Une île en Grèce, 20h03
Moh et Sam regardaient avec plaisir les restes du repas. De leur table, ils voyaient la mer.
— Vous êtes sûr de n’avoir aucun regret ? demanda Sam.
— Aucun, répondit le vieil homme. J’ai un deuxième hôtel sur une autre île. Je suis trop vieux pour continuer à courir d’un endroit à l’autre.
Puis il ajouta avec un sourire :
— Si je m’ennuie trop, je viendrai vous voir… Comme client, tiens ! Ce sera à mon tour de me faire servir.
— Alors, c’est d’accord. Nous irons signer les papiers demain.
Il leva son verre d’ouzo. Les trois hommes firent cul sec.
Comme ils posaient leur verre, un homme entra dans l’auberge et vint s’asseoir à leur table. Finnegan.
— Je n’allais pas manquer ça, dit-il en français.
Le vieil homme le regarda, regarda Moh et Sam.
— C’est un ami, dit Sam en anglais.
— Il paraît que vous avez une chambre de libre, reprit Finnegan, cette fois en anglais.
Le visage du vieil homme s’illumina. Il se dépêcha d’aller à la cuisine.
— Je n’ai pas encore renoncé à vous recruter, dit Finnegan en souriant.
Il était revenu au français.
— Nous sommes à la retraite, répondit Sam.
— Ça peut s’arranger.
— Il est hors de question que nous quittions cette île.
Moh se contentait de laisser parler Sam. Il était meilleur que lui pour discuter avec les technocrates. Mais son expression ne laissait aucun doute sur ce qu’il pensait de la proposition de Finnegan.
— Je n’ai jamais pensé à vous demander une telle chose, protesta ce dernier.
Il regarda autour de lui.
— C’est un endroit magnifique, reprit-il.

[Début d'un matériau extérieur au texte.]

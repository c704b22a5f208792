//! Directory tree nodes and file listing entries.

use serde::{Deserialize, Serialize};

/// One directory of the virtual tree.
///
/// Counts are shallow: only the direct children of this directory are
/// counted, never the contents of nested subdirectories.
#[derive(Debug, Clone, PartialEq, Eq, Serialize, Deserialize)]
pub struct DirectoryNode {
    /// Virtual path of the directory, starting with the virtual root prefix.
    pub path: String,
    /// Number of files directly inside the directory.
    pub file_count: usize,
    /// Number of subdirectories directly inside the directory.
    pub directory_count: usize,
}

impl DirectoryNode {
    /// Create a new directory node.
    pub fn new(path: impl Into<String>, file_count: usize, directory_count: usize) -> Self {
        Self {
            path: path.into(),
            file_count,
            directory_count,
        }
    }
}

/// A single file in a directory listing.
#[derive(Debug, Clone, PartialEq, Eq, Serialize, Deserialize)]
pub struct FileEntry {
    /// Virtual URL of the file.
    pub url: String,
    /// Size in bytes.
    pub size: u64,
    /// Last modified timestamp (Unix epoch seconds).
    pub modified: u64,
    /// Image width in pixels (0 for non-images).
    pub width: u32,
    /// Image height in pixels (0 for non-images).
    pub height: u32,
}

impl FileEntry {
    /// Whether the listing probed image dimensions for this entry.
    pub fn has_dimensions(&self) -> bool {
        self.width > 0 && self.height > 0
    }

    /// Final path segment of the virtual URL.
    pub fn name(&self) -> &str {
        self.url.rsplit('/').next().unwrap_or(&self.url)
    }
}
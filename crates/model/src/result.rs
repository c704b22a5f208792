//! Uniform result value for file manager mutations.

use serde::{Deserialize, Serialize};

/// Classification of a failed operation.
#[derive(Debug, Clone, Copy, PartialEq, Eq, Hash, Serialize, Deserialize)]
#[serde(rename_all = "snake_case")]
pub enum FailureKind {
    /// A directory or file name contained forbidden characters.
    InvalidName,
    /// The underlying filesystem call failed.
    Io,
    /// The operation is not supported by this file manager.
    Unsupported,
    /// An upload destination is not an existing directory.
    InvalidDestination,
    /// One or more uploaded files could not be stored.
    Upload,
}

/// Outcome of a mutating operation.
///
/// Expected failures (bad names, IO errors) are reported through this value
/// rather than as errors, so callers can show `message` to the user as-is.
#[derive(Debug, Clone, PartialEq, Eq, Serialize, Deserialize)]
pub struct OperationResult {
    /// Whether the operation succeeded.
    pub success: bool,
    /// Human-readable failure message (empty on success).
    pub message: String,
    /// Failure classification (absent on success).
    #[serde(default, skip_serializing_if = "Option::is_none")]
    pub kind: Option<FailureKind>,
}

impl OperationResult {
    /// A successful result.
    pub fn ok() -> Self {
        Self {
            success: true,
            message: String::new(),
            kind: None,
        }
    }

    /// A failed result with the given kind and message.
    pub fn failure(kind: FailureKind, message: impl Into<String>) -> Self {
        Self {
            success: false,
            message: message.into(),
            kind: Some(kind),
        }
    }

    /// Whether this result is a failure of the given kind.
    pub fn is_failure_of(&self, kind: FailureKind) -> bool {
        !self.success && self.kind == Some(kind)
    }
}

impl Default for OperationResult {
    fn default() -> Self {
        Self::ok()
    }
}
//! On-the-fly image thumbnails.
//!
//! PNG, JPEG and GIF sources are decoded, shrunk to fit the requested box
//! with their aspect ratio intact and re-encoded in their own format. Images
//! that already fit are passed through at their original size.

use std::fs::File;
use std::io::{BufReader, Cursor};

use image::imageops::FilterType;
use image::{ImageFormat, ImageReader};
use tracing::debug;

use super::resolver::PathResolver;
use super::transfer::{sniff_content_type, DownloadablePayload, PayloadStream, TransferError};

/// Formats the renderer can decode and re-encode.
pub const THUMBNAIL_FORMATS: &[ImageFormat] =
    &[ImageFormat::Png, ImageFormat::Jpeg, ImageFormat::Gif];

/// Renders thumbnails of images in the virtual tree.
#[derive(Debug, Clone)]
pub struct ThumbnailRenderer {
    resolver: PathResolver,
}

impl ThumbnailRenderer {
    /// Create a thumbnail renderer.
    pub fn new(resolver: PathResolver) -> Self {
        Self { resolver }
    }

    /// Prepare a thumbnail of `path` fitting within `width` x `height`.
    ///
    /// The content type comes from the source header and is known before
    /// the payload is opened. Decoding happens on open; sources that are
    /// not PNG, JPEG or GIF fail there with
    /// [`TransferError::UnsupportedFormat`].
    pub fn thumbnail(
        &self,
        path: &str,
        width: u32,
        height: u32,
    ) -> Result<DownloadablePayload, TransferError> {
        let real = self.resolver.resolve(path)?;
        if width == 0 || height == 0 {
            return Err(TransferError::InvalidDimensions { width, height });
        }

        if !real.is_file() {
            return Err(TransferError::NotFound(path.to_string()));
        }

        let format = ImageReader::open(&real)?.with_guessed_format()?.format();
        let content_type = match format {
            Some(format) => format.to_mime_type().to_string(),
            None => sniff_content_type(&real)?,
        };

        let filename = real
            .file_name()
            .map(|n| n.to_string_lossy().into_owned())
            .unwrap_or_default();

        debug!(path, content_type = %content_type, width, height, "Prepared thumbnail");

        Ok(DownloadablePayload::new(content_type, filename, move || {
            let format = match format {
                Some(format) if THUMBNAIL_FORMATS.contains(&format) => format,
                Some(other) => {
                    return Err(TransferError::UnsupportedFormat(format!("{other:?}")))
                }
                None => return Err(TransferError::UnsupportedFormat("unknown".to_string())),
            };

            let reader = BufReader::new(File::open(&real)?);
            let source = ImageReader::with_format(reader, format).decode()?;
            let (thumb_width, thumb_height) =
                fit_within(source.width(), source.height(), width, height);

            let image = if (thumb_width, thumb_height) == (source.width(), source.height()) {
                source
            } else {
                source.resize_exact(thumb_width, thumb_height, FilterType::Nearest)
            };

            let mut bytes = Vec::new();
            image.write_to(&mut Cursor::new(&mut bytes), format)?;
            Ok(PayloadStream::new(Cursor::new(bytes)))
        }))
    }
}

/// Size of a `width` x `height` image scaled down to fit the box.
///
/// One ratio, taken from the more constraining side, scales both
/// dimensions. Images that already fit keep their size; nothing is ever
/// scaled up.
pub fn fit_within(width: u32, height: u32, max_width: u32, max_height: u32) -> (u32, u32) {
    if width <= max_width && height <= max_height {
        return (width, height);
    }

    let ratio = f64::max(
        f64::from(width) / f64::from(max_width),
        f64::from(height) / f64::from(max_height),
    );

    let scale = |side: u32, max: u32| -> u32 {
        let scaled = (f64::from(side) / ratio + 1e-9).floor() as u32;
        scaled.clamp(1, max)
    };

    (scale(width, max_width), scale(height, max_height))
}

#[cfg(test)]
mod tests {
    use super::*;
    use crate::files::resolver::{SecurityError, VirtualRoot};
    use std::fs;
    use std::io::Read;
    use std::path::Path;
    use std::sync::Arc;
    use tempfile::TempDir;

    fn renderer(dir: &Path) -> ThumbnailRenderer {
        ThumbnailRenderer::new(PathResolver::new(Arc::new(VirtualRoot::new(dir, "/files"))))
    }

    fn render(payload: DownloadablePayload) -> Vec<u8> {
        let mut bytes = Vec::new();
        payload.open().unwrap().read_to_end(&mut bytes).unwrap();
        bytes
    }

    #[test]
    fn test_fit_within_examples() {
        assert_eq!(fit_within(400, 200, 100, 100), (100, 50));
        assert_eq!(fit_within(200, 400, 100, 100), (50, 100));
        assert_eq!(fit_within(300, 100, 100, 100), (100, 33));
        assert_eq!(fit_within(1000, 10, 50, 50), (50, 1));
        assert_eq!(fit_within(50, 40, 100, 100), (50, 40));
        assert_eq!(fit_within(100, 100, 100, 100), (100, 100));
    }

    #[test]
    fn test_fit_within_properties() {
        for (w, h) in [(640, 480), (1920, 1080), (333, 777), (101, 99), (5000, 3), (7, 7000)] {
            for (bw, bh) in [(100, 100), (64, 48), (300, 20), (1, 1)] {
                let (tw, th) = fit_within(w, h, bw, bh);
                if w > bw || h > bh {
                    assert!(tw <= bw && th <= bh, "{w}x{h} in {bw}x{bh} gave {tw}x{th}");
                    // Aspect ratio holds to within one pixel of rounding.
                    let drift = (f64::from(tw) * f64::from(h) - f64::from(th) * f64::from(w)).abs();
                    assert!(drift <= f64::from(w.max(h)), "{w}x{h} -> {tw}x{th}");
                } else {
                    assert_eq!((tw, th), (w, h));
                }
            }
        }
    }

    #[test]
    fn test_png_thumbnail_downscaled() {
        let temp_dir = TempDir::new().unwrap();
        image::RgbImage::new(400, 200).save(temp_dir.path().join("wide.png")).unwrap();

        let payload = renderer(temp_dir.path()).thumbnail("/files/wide.png", 100, 100).unwrap();
        assert_eq!(payload.content_type(), "image/png");
        assert_eq!(payload.filename(), "wide.png");

        let thumb = image::load_from_memory(&render(payload)).unwrap();
        assert_eq!((thumb.width(), thumb.height()), (100, 50));
    }

    #[test]
    fn test_small_image_not_upscaled() {
        let temp_dir = TempDir::new().unwrap();
        image::RgbImage::new(50, 40).save(temp_dir.path().join("small.png")).unwrap();

        let payload = renderer(temp_dir.path()).thumbnail("/files/small.png", 100, 100).unwrap();
        let thumb = image::load_from_memory(&render(payload)).unwrap();
        assert_eq!((thumb.width(), thumb.height()), (50, 40));
    }

    #[test]
    fn test_jpeg_and_gif_keep_their_format() {
        let temp_dir = TempDir::new().unwrap();
        image::RgbImage::new(300, 600).save(temp_dir.path().join("tall.jpg")).unwrap();
        image::RgbaImage::new(90, 30).save(temp_dir.path().join("anim.gif")).unwrap();
        let renderer = renderer(temp_dir.path());

        let jpeg = renderer.thumbnail("/files/tall.jpg", 60, 60).unwrap();
        assert_eq!(jpeg.content_type(), "image/jpeg");
        let bytes = render(jpeg);
        assert_eq!(image::guess_format(&bytes).unwrap(), ImageFormat::Jpeg);
        let thumb = image::load_from_memory(&bytes).unwrap();
        assert_eq!((thumb.width(), thumb.height()), (30, 60));

        let gif = renderer.thumbnail("/files/anim.gif", 45, 45).unwrap();
        assert_eq!(gif.content_type(), "image/gif");
        let bytes = render(gif);
        assert_eq!(image::guess_format(&bytes).unwrap(), ImageFormat::Gif);
        let thumb = image::load_from_memory(&bytes).unwrap();
        assert_eq!((thumb.width(), thumb.height()), (45, 15));
    }

    #[test]
    fn test_unsupported_format_rejected_on_open() {
        let temp_dir = TempDir::new().unwrap();
        image::RgbImage::new(20, 20).save(temp_dir.path().join("legacy.bmp")).unwrap();

        let payload = renderer(temp_dir.path()).thumbnail("/files/legacy.bmp", 10, 10).unwrap();
        // The content type is still known up front.
        assert_eq!(payload.content_type(), "image/bmp");
        assert!(matches!(payload.open(), Err(TransferError::UnsupportedFormat(_))));
    }

    #[test]
    fn test_non_image_rejected_on_open() {
        let temp_dir = TempDir::new().unwrap();
        fs::write(temp_dir.path().join("notes"), "just text").unwrap();

        let payload = renderer(temp_dir.path()).thumbnail("/files/notes", 10, 10).unwrap();
        assert_eq!(payload.content_type(), "text/plain");
        assert!(matches!(payload.open(), Err(TransferError::UnsupportedFormat(_))));
    }

    #[test]
    fn test_thumbnail_errors() {
        let temp_dir = TempDir::new().unwrap();
        let renderer = renderer(temp_dir.path());

        assert!(matches!(
            renderer.thumbnail("/files/x.png", 0, 10),
            Err(TransferError::InvalidDimensions { width: 0, height: 10 })
        ));
        assert!(matches!(
            renderer.thumbnail("/files/missing.png", 10, 10),
            Err(TransferError::NotFound(_))
        ));
        assert!(matches!(
            renderer.thumbnail("/files/../x.png", 10, 10),
            Err(TransferError::Security(SecurityError::PathTraversal(_)))
        ));
    }

    #[test]
    fn test_traversal_checked_before_dimensions() {
        let temp_dir = TempDir::new().unwrap();
        let renderer = renderer(temp_dir.path());

        assert!(matches!(
            renderer.thumbnail("/files/../etc/x.png", 0, 10),
            Err(TransferError::Security(SecurityError::PathTraversal(_)))
        ));
        assert!(matches!(
            renderer.thumbnail("/files/../x.png", 10, 0),
            Err(TransferError::Security(_))
        ));
    }
}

Isolé… Si vous acceptiez de simplement donner votre avis sur certaines questions… d’accueillir de temps à autre dans votre auberge un agent qui a besoin de récupérer, à l’abri de l’agitation du monde…
— Pour qu’on se retrouve avec un commando d’agents ennemis qui viennent s’occuper de votre pensionnaire et qu’ils saccagent tout sur leur passage ?… Y compris vos honorables serviteurs ?

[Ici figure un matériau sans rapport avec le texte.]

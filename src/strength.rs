//! Coarse password strength classification.

use std::fmt;

use console::{Color, style};

use crate::generators::is_symbol;

pub const MAX_SCORE: u32 = 300;

#[derive(Debug, Clone, Copy, PartialEq, Eq, PartialOrd, Ord)]
pub enum Strength {
    Weak,
    Moderate,
    Strong,
}

impl fmt::Display for Strength {
    fn fmt(&self, f: &mut fmt::Formatter) -> fmt::Result {
        let label = match self {
            Strength::Weak => "Weak",
            Strength::Moderate => "Moderate",
            Strength::Strong => "Strong",
        };
        write!(f, "{}", label)
    }
}

#[derive(Debug, Clone, Copy, PartialEq, Eq)]
pub enum ColorHint {
    Red,
    Orange,
    Green,
}

impl ColorHint {
    fn terminal_color(self) -> Color {
        match self {
            ColorHint::Red => Color::Red,
            // closest ANSI-256 entry to orange
            ColorHint::Orange => Color::Color256(208),
            ColorHint::Green => Color::Green,
        }
    }
}

#[derive(Debug, Clone, Copy, PartialEq, Eq)]
pub struct StrengthResult {
    pub label: Strength,
    pub color: ColorHint,
    pub score: u32,
}

impl StrengthResult {
    /// Renders the score as a bar `width` cells wide, filled in proportion to `MAX_SCORE`.
    pub fn bar(&self, width: usize) -> String {
        let filled = (width * self.score as usize) / MAX_SCORE as usize;
        let color = self.color.terminal_color();

        format!(
            "{}{}",
            style("█".repeat(filled)).fg(color),
            style("░".repeat(width - filled)).dim()
        )
    }

    pub fn styled_label(&self) -> String {
        style(self.label).fg(self.color.terminal_color()).bold().to_string()
    }
}

/// Classifies `password` by length and the number of character classes it uses.
pub fn score(password: &str) -> StrengthResult {
    let length = password.chars().count();

    let class_count = [
        password.chars().any(char::is_lowercase),
        password.chars().any(char::is_uppercase),
        password.chars().any(|c| c.is_ascii_digit()),
        password.chars().any(is_symbol),
    ]
    .iter()
    .filter(|&&present| present)
    .count();

    if length >= 12 && class_count == 4 {
        StrengthResult { label: Strength::Strong, color: ColorHint::Green, score: 300 }
    } else if length >= 8 && class_count >= 3 {
        StrengthResult { label: Strength::Moderate, color: ColorHint::Orange, score: 200 }
    } else {
        StrengthResult { label: Strength::Weak, color: ColorHint::Red, score: 100 }
    }
}

#[cfg(test)]
mod tests {
    use super::*;

    #[test]
    fn all_classes_long_is_strong() {
        let result = score("abcdefgh12AB!@");

        assert_eq!(result.label, Strength::Strong);
        assert_eq!(result.color, ColorHint::Green);
        assert_eq!(result.score, 300);
    }

    #[test]
    fn two_classes_is_weak_even_at_eight() {
        assert_eq!(score("abcdefg1").label, Strength::Weak);
    }

    #[test]
    fn three_classes_at_ten_is_moderate() {
        let result = score("abcdefgh1A");

        assert_eq!(result.label, Strength::Moderate);
        assert_eq!(result.color, ColorHint::Orange);
        assert_eq!(result.score, 200);
    }

    #[test]
    fn four_classes_below_twelve_is_moderate() {
        assert_eq!(score("aB3!aB3!aB3").label, Strength::Moderate);
    }

    #[test]
    fn three_classes_below_eight_is_weak() {
        assert_eq!(score("aB3aB3a").label, Strength::Weak);
    }

    #[test]
    fn three_classes_long_is_not_strong() {
        assert_eq!(score("abcdefghijklmnopQRST1234").label, Strength::Moderate);
    }

    #[test]
    fn empty_is_weak() {
        let result = score("");

        assert_eq!(result.label, Strength::Weak);
        assert_eq!(result.score, 100);
    }

    #[test]
    fn length_counts_characters_not_bytes() {
        // 11 chars, 14 bytes: stays below the strong threshold
        assert_eq!(score("aB3!éééaB3!").label, Strength::Moderate);
    }

    #[test]
    fn numeric_but_not_digit_does_not_count() {
        assert_eq!(score("abcdefgh½A").label, Strength::Weak);
        assert_eq!(score("abcdefghⅫA").label, Strength::Weak);
        assert_eq!(score("abcdefgh〇A").label, Strength::Weak);
    }

    #[test]
    fn space_is_not_a_symbol() {
        assert_eq!(score("abcdefgh ABC 123").label, Strength::Moderate);
    }

    #[test]
    fn score_is_deterministic() {
        for pwd in ["", "a", "password", "MyPass123!", "VeryStrongPassword123!@#"] {
            assert_eq!(score(pwd), score(pwd));
        }
    }

    #[test]
    fn bar_fills_in_proportion() {
        console::set_colors_enabled(false);

        assert_eq!(score("").bar(30), format!("{}{}", "█".repeat(10), "░".repeat(20)));
        assert_eq!(score("abcdefgh12AB!@").bar(30), "█".repeat(30));
    }

    #[test]
    fn labels_display() {
        assert_eq!(Strength::Weak.to_string(), "Weak");
        assert_eq!(Strength::Moderate.to_string(), "Moderate");
        assert_eq!(Strength::Strong.to_string(), "Strong");
    }
}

— On peut vous offrir tout le matériel de sécurité que vous voulez.
Le vieil homme revenait avec un verre vide et une nouvelle bouteille. Finnegan fit un large sourire en voyant le verre qu’il posait devant lui.

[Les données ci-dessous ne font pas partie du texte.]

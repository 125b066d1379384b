use std::collections::BTreeSet;

use log::{debug, warn};
use rand::Rng;
use rand::seq::SliceRandom;

use crate::errors::GenerationError;
use crate::generators::{CharClass, generate_from};

pub const MIN_LENGTH: usize = 6;

#[derive(Debug, Clone, PartialEq, Eq)]
pub struct GenerationOptions {
    pub length: usize,
    pub include_uppercase: bool,
    pub include_numbers: bool,
    pub include_symbols: bool,
    pub excluded: BTreeSet<char>,
}

impl Default for GenerationOptions {
    fn default() -> Self {
        Self {
            length: 16,
            include_uppercase: true,
            include_numbers: true,
            include_symbols: true,
            excluded: BTreeSet::new(),
        }
    }
}

impl GenerationOptions {
    /// Lowercase first, then every optional class that is switched on.
    pub fn enabled_classes(&self) -> Vec<CharClass> {
        let mut classes = vec![CharClass::Lowercase];

        if self.include_uppercase {
            classes.push(CharClass::Uppercase);
        }

        if self.include_numbers {
            classes.push(CharClass::Digit);
        }

        if self.include_symbols {
            classes.push(CharClass::Symbol);
        }

        classes
    }
}

/// Builds the candidate alphabet for `options`.
///
/// Lowercase letters are always present; the optional classes follow in
/// uppercase, digit, symbol order. Excluded characters are removed by exact
/// match.
pub fn build_alphabet(options: &GenerationOptions) -> Result<Vec<char>, GenerationError> {
    let alphabet: Vec<char> = options
        .enabled_classes()
        .into_iter()
        .flat_map(|class| class.filtered(&options.excluded))
        .collect();

    if alphabet.is_empty() {
        return Err(GenerationError::EmptyAlphabet);
    }

    Ok(alphabet)
}

/// Generates a password with the thread-local RNG.
pub fn synthesize(options: &GenerationOptions) -> Result<String, GenerationError> {
    synthesize_with(options, &mut rand::rng())
}

/// Generates a password of exactly `options.length` characters, drawing from `rng`.
///
/// Every enabled optional class gets one reserved position, drawn from that
/// class's pool minus the exclusions. A class whose pool is emptied by the
/// exclusions reserves nothing. The rest is filled from the whole alphabet
/// and the result is shuffled.
pub fn synthesize_with<R: Rng>(
    options: &GenerationOptions,
    rng: &mut R,
) -> Result<String, GenerationError> {
    if options.length < MIN_LENGTH {
        return Err(GenerationError::InvalidLength {
            requested: options.length,
            minimum: MIN_LENGTH,
        });
    }

    let alphabet = build_alphabet(options)?;
    debug!("alphabet has {} characters", alphabet.len());

    let mut chars: Vec<char> = Vec::with_capacity(options.length);

    for class in options.enabled_classes().into_iter().skip(1) {
        let pool = class.filtered(&options.excluded);
        match generate_from(&pool, rng) {
            Some(c) => chars.push(c),
            None => warn!("every {} character is excluded, none reserved", class.name()),
        }
    }

    if options.length < chars.len() {
        return Err(GenerationError::InvalidLength {
            requested: options.length,
            minimum: chars.len(),
        });
    }

    let fill = options.length - chars.len();
    chars.extend((0..fill).map(|_| alphabet[rng.random_range(0..alphabet.len())]));

    chars.shuffle(rng);

    Ok(chars.into_iter().collect())
}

— Il va de soi que je ne vous demande pas une réponse immédiate, dit-il en français.
Il vida son verre.
— Il faut toujours bien traiter son premier client, dit le vieil homme en s’adressant à Sam. Surtout si c’est un ami. Ça porte chance.
Québec, restaurant Le Toast, 13h10
— Commercialement, c’est suicidaire, expliqua l’éditeur en déposant son verre de Batàr. Il y a beaucoup de lecteurs qui vont attendre que la série soit terminée avant d’acheter le premier livre. Sans compter ceux que la longueur va décourager… Il faudrait ramener ça à quatre romans. Et encore, c’est trop.
Ils s’arrêtèrent de discuter pendant que le serveur retirait les assiettes quasi immaculées qui avaient contenu le risotto au homard.
— Pour alléger, j’ai pensé à trois autres romans, reprit Prose. Je veux dire, avant de commencer le cycle proprement dit. Pour présenter certains des personnages principaux. Dans chacun, il y a une histoire complète. Mais on découvre des éléments qui seront utilisés plus tard dans les romans suivants.
— Déjà, j’aime mieux ça… Vous pensez à des romans de quelle ampleur ?
— Autour de trois ou quatre cents pages pour le premier. Ensuite, on verra… Selon les besoins de l’histoire.
— Jusqu’à maintenant, vous avez surtout pratiqué la forme courte. Avec une écriture et des thèmes plutôt subjectifs.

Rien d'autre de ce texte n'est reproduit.